We will return to the big picture in the end of this blog.

SMV: SR and CS1G

The SMV model basically presents such problem: $y = \Phi x$
  •  sparse representation: $y$ is viewed as a signal in reality, $\Phi$ is called an over-complete dictionary, $x$ is the sparse representation
    •  we want to find a sparse representation of the signal using a dictionary, and we want the signal to be as sparse as possible
    •  $\Phi \in R^{M \times N}$: if M < N, the dictionary is over-complete, if M = N, the dictionary is complete, if M > N, the dictionary is under-complete. The "complete" is viewed from the signal $y$. Simply speaking, if the length of the representation is larger than that of the signal, then the signal is "over-represented", and thus the dictionary is "over-complete".
    •  2D DCT, DFT, etc., are sparse representation of the signal using a complete dictionary
    •  In this blog, we consider sparse representation of the signal using an over-complete dictionary
  • 1st generation compressed sensing:  $x$ is a sparse signal in itself, i.e., there are only a few non-zero entries in $x$, $\Phi$ is called measurement matrix, $y$ is called measurements
    • we want to sample a sparse signal using less measurements than its length, in other words, compressing the signal.
    • here we only want $\Phi$ to be over-complete in terms of $y$
    • note that "$x$ is a sparse signal in itself " is the identity of CS1G. For CS2G, as we will discussed in next section, $x$ is a sparse signal in domain $\Psi$, which is a generation of CS1G
Therefore, SMV is actually a model of SR and CS1G, with each describes different applications.
And we can also view SR as the reconstruction step of CS1G. In other words, in a sampling-reconstruction system, CS1G is the sampling process, and SR is the reconstruction process, by taking the sample as the signal.
If you have this in mind, you then probably can have a better understanding of following references discussed in this section.

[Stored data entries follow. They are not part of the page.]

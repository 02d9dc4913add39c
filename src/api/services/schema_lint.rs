//! Data-quality warnings for a form schema.
//!
//! Nothing here rejects a schema. Duplicate or empty names are accepted by
//! the builder and the catalog; the lint only reports them so an author can
//! fix them before the mobile client has to cope.

use crate::models::FormSchema;
use regex::Regex;
use serde::Serialize;
use std::collections::HashMap;
use std::fmt;
use std::sync::OnceLock;

#[derive(Debug, Clone, PartialEq, Eq, Serialize)]
#[serde(tag = "kind", rename_all = "snake_case")]
pub enum SchemaWarning {
    EmptyName { index: usize },
    EmptyLabel { index: usize },
    DuplicateName { name: String, indexes: Vec<usize> },
    NameNotSnakeCase { index: usize, name: String },
    MissingOptions { index: usize, name: String },
}

impl fmt::Display for SchemaWarning {
    fn fmt(&self, f: &mut fmt::Formatter<'_>) -> fmt::Result {
        match self {
            SchemaWarning::EmptyName { index } => {
                write!(f, "field #{} has no name and cannot store data", index + 1)
            }
            SchemaWarning::EmptyLabel { index } => write!(f, "field #{} has no label", index + 1),
            SchemaWarning::DuplicateName { name, indexes } => {
                let positions: Vec<String> = indexes.iter().map(|i| format!("#{}", i + 1)).collect();
                write!(f, "name '{}' is used by fields {}", name, positions.join(", "))
            }
            SchemaWarning::NameNotSnakeCase { index, name } => write!(
                f,
                "field #{} name '{}' should be lowercase with underscores, no spaces",
                index + 1,
                name
            ),
            SchemaWarning::MissingOptions { index, name } => {
                write!(f, "field #{} '{}' offers no options", index + 1, name)
            }
        }
    }
}

fn snake_case() -> Option<&'static Regex> {
    static PATTERN: OnceLock<Option<Regex>> = OnceLock::new();
    PATTERN
        .get_or_init(|| Regex::new(r"^[a-z][a-z0-9_]*$").ok())
        .as_ref()
}

/// Warnings for `schema`, in field order; duplicate-name warnings follow.
pub fn lint_schema(schema: &FormSchema) -> Vec<SchemaWarning> {
    let mut warnings = Vec::new();
    let mut by_name: HashMap<&str, Vec<usize>> = HashMap::new();
    let mut name_order: Vec<&str> = Vec::new();

    for (index, field) in schema.fields().iter().enumerate() {
        let name = field.name.as_str();
        if name.is_empty() {
            warnings.push(SchemaWarning::EmptyName { index });
        } else {
            if snake_case().is_some_and(|re| !re.is_match(name)) {
                warnings.push(SchemaWarning::NameNotSnakeCase {
                    index,
                    name: name.to_string(),
                });
            }
            let entry = by_name.entry(name).or_default();
            if entry.is_empty() {
                name_order.push(name);
            }
            entry.push(index);
        }
        if field.label.trim().is_empty() {
            warnings.push(SchemaWarning::EmptyLabel { index });
        }
        if field.kind.options().is_some_and(|o| o.is_empty()) {
            warnings.push(SchemaWarning::MissingOptions {
                index,
                name: name.to_string(),
            });
        }
    }

    for name in name_order {
        if let Some(indexes) = by_name.get(name).filter(|i| i.len() > 1) {
            warnings.push(SchemaWarning::DuplicateName {
                name: name.to_string(),
                indexes: indexes.clone(),
            });
        }
    }

    warnings
}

The problem discussed in [1] is that a signal can be reconstructed if certain requirements were met in both cases:
  1. a signal is sparse in frequency domain, and under-sampled, in other words, missing samples, in time domain, 
  2. or a signal is sparse in time domain, and under-sampled in frequency domain
They are actually CS1G problems, i.e., sampling a sparse signal in itself, and reconstructing the signal by solving the $\ell_1$ minimization.
For the first case, $x$ is the frequency components of the signal, $\tilde{\Phi}$ is inverse DFT basis, i.e. $IDFT(x) = \tilde{\Phi} x$  and $\Phi = R\tilde{\Phi}$ is the measurement matrix, where $R$ is a selection matrix, selecting $M$ rows of $\tilde{\Phi}$, $y$ is under-sampled time domain signal.
For the second case, $x$ is the time domain signal, $\Phi = R \tilde{\Phi}$ is the measurement matrix, where $\tilde{\Phi}$ is the DFT basis, $y$ is under-sampled frequency domain signal.
Thus, by taking the frequency domain components (first case), and time domain components (second case) as the original signal, respectively, the problem discussed is essentially a CS1G problem.

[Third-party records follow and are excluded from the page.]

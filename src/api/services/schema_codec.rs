//! Form schema serializer and parser.
//!
//! The text form of a schema is pretty-printed JSON, the same document the
//! backend stores in `form_schema`.

use crate::models::{FieldDefinition, FormSchema};
use thiserror::Error;
use tracing::debug;

#[derive(Error, Debug, Clone, PartialEq, Eq)]
#[error("Invalid schema at line {line}, column {column}: {message}")]
pub struct SchemaParseError {
    pub line: usize,
    pub column: usize,
    pub message: String,
}

impl From<serde_json::Error> for SchemaParseError {
    fn from(err: serde_json::Error) -> Self {
        Self {
            line: err.line(),
            column: err.column(),
            message: err.to_string(),
        }
    }
}

/// Canonical persisted schema for a builder's fields. Editor ids are
/// dropped, empty placeholders omitted, options kept only for select/radio.
pub fn to_persisted(fields: &[FieldDefinition]) -> FormSchema {
    FormSchema::with_fields(fields.iter().map(FieldDefinition::to_persisted).collect())
}

/// Pretty-printed text of a schema.
pub fn to_text(schema: &FormSchema) -> String {
    // Serializing plain strings, bools and maps cannot fail.
    serde_json::to_string_pretty(schema).unwrap_or_else(|_| "{}".to_string())
}

/// Parse schema text. Blank text is the empty schema `{}`.
pub fn from_text(text: &str) -> Result<FormSchema, SchemaParseError> {
    if text.trim().is_empty() {
        return Ok(FormSchema::default());
    }
    Ok(serde_json::from_str(text)?)
}

/// One option per non-blank line, in order.
pub fn parse_options(text: &str) -> Vec<String> {
    text.lines()
        .filter(|line| !line.trim().is_empty())
        .map(str::to_string)
        .collect()
}

/// Inverse of [`parse_options`] for display in a text area.
pub fn options_text(options: &[String]) -> String {
    options.join("\n")
}

/// Raw-text editing buffer.
///
/// Keeps the text exactly as typed next to the last schema value that
/// parsed. Text that does not parse never replaces that value.
#[derive(Debug, Clone, PartialEq)]
pub struct RawSchemaEditor {
    text: String,
    value: FormSchema,
    error: Option<SchemaParseError>,
}

impl RawSchemaEditor {
    pub fn new(value: FormSchema) -> Self {
        Self {
            text: to_text(&value),
            value,
            error: None,
        }
    }

    pub fn text(&self) -> &str {
        &self.text
    }

    /// Last value that parsed successfully.
    pub fn value(&self) -> &FormSchema {
        &self.value
    }

    /// Error from the most recent edit, if it did not parse.
    pub fn error(&self) -> Option<&SchemaParseError> {
        self.error.as_ref()
    }

    /// Replace the buffer. Returns true when the new text parsed and became
    /// the current value.
    pub fn set_text(&mut self, text: impl Into<String>) -> bool {
        self.text = text.into();
        match from_text(&self.text) {
            Ok(value) => {
                self.value = value;
                self.error = None;
                true
            }
            Err(e) => {
                debug!("Keeping previous schema, edit did not parse: {}", e);
                self.error = Some(e);
                false
            }
        }
    }

    pub fn into_value(self) -> FormSchema {
        self.value
    }
}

I'd like to also mention the following principle proposed in [1], which, I think, is the basic of following theoretical results.
  1. Classical Uncertainty Principle: a function $f$ and its Fourier transform $\hat{f}$ cannot both be highly concentrated. $\Delta t \cdot \Delta w \geq 1$
  2. [1] show a more general principle holds: it is not necessary to suppose that $f$ and $\hat{f}$are concentrated on intervals; instead, they can be just concentrated on a measurable set. $|T| |W| \geq 1-\delta$. And it also applies to sequences. $N_t \cdot N_w \geq N$
    1. CT principle: missing segments of a bandlimited function can be restored stably in the presence of noise if (total measurement of the missing segments) $\cdot$ (total bandwidth) < 1.
    2. DT principle: a wideband signal can be reconstructed from narrow-band data, provided the wideband signal to be recovered is sparse or "impulsive"
Then I have an intuitive understanding on he SMV/SR/CS1G theory: 
  1. a signal cannot be both sparse in two incoherent basis
  2. under-sample the signal in a non-sparse domain, and recover the signal in sparse domain
    • then from the recovered sparse domain signal, we are able to get the original signal
And this is actually the CS2G theory, which do not require $x$ to be sparse in itself. We leave the discussion in next section.
[2]-[5] are a sub-group of researches, related to both CS1G and CS2G theory.
[2] actually discussed the SMV problem from SR's point of view. And it proposed more incoherent basis pairs besides (time, frequency). And these incoherent basis pairs are actually CS2G theory.
[3] improved the constrains related to the replacement of $\ell_0$ minimization with $\ell_1$ minimization in [2].
[4] proved that the condition in [3] is both sufficient and necessary, whereas [3] only proved the sufficiency.
[5] should be an extension of [2]. However, I didn't go into details.

[6] is about CS1G, and can be viewed as a direct extension of [1]. The problem discussed in the paper can be phrased as follows:
  • a N-length discrete time signal $f$ is sparse in time domain, i.e., consists of a superposition of |T| spikes. 
  • sub-sample the signal in frequency domain, i.e., only sample |$\Omega$|  frequency components, instead of N.
  • If |T| $\leq C_M \cdot (\log{N})^{-1} \cdot |\Omega|$, then the reconstruction can be exact with probability at least 1-O($N^{-M^})
  • the reconstruction is via solving $\ell_1$ minimization problem.
See, it is almost the same with [1] in this sense.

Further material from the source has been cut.